* [Data]:
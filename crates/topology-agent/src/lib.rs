//! topology-agent library entry point.
//!
//! Re-exports all public modules so that integration tests in `tests/`
//! and the binary entry point in `main.rs` share the same module tree.
//!
//! # What does the agent do?
//!
//! One agent runs beside each node of a network.  It:
//!
//! 1. Connects to the coordinating proxy over TCP.
//! 2. Waits for an `init` message assigning this node's id.
//! 3. Explores the graph breadth-first by sending `query` messages and
//!    reading the neighbor lists the proxy returns.
//! 4. Sends the complete topology back to the proxy, optionally writes it
//!    to a local file, and exits.

/// Application layer: the channel port and the discovery use case.
pub mod application;

/// Infrastructure layer: TCP channel, config file, report file.
pub mod infrastructure;

pub use application::channel::{Channel, ChannelError};
pub use application::run_discovery::{AgentError, DiscoveryDriver, DiscoveryReport, DriverConfig};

* [Exercise brief]: Transcribe the data above completely and exactly.

* [Answer for this exercise]:
filename crates/topology-agent/src/lib.rs
//! topology-agent library entry point.
//!
//! Re-exports all public modules so that integration tests in `tests/`
//! and the binary entry point in `main.rs` share the same module tree.
//!
//! # What does the agent do?
//!
//! One agent runs beside each node of a network.  It:
//!
//! 1. Connects to the coordinating proxy over TCP.
//! 2. Waits for an `init` message assigning this node's id.
//! 3. Explores the graph breadth-first by sending `query` messages and
//!    reading the neighbor lists the proxy returns.
//! 4. Sends the complete topology back to the proxy, optionally writes it
//!    to a local file, and exits.

/// Application layer: the channel port and the discovery use case.
pub mod application;

/// Infrastructure layer: TCP channel, config file, report file.
pub mod infrastructure;

pub use application::channel::{Channel, ChannelError};
pub use application::run_discovery::{AgentError, DiscoveryDriver, DiscoveryReport, DriverConfig};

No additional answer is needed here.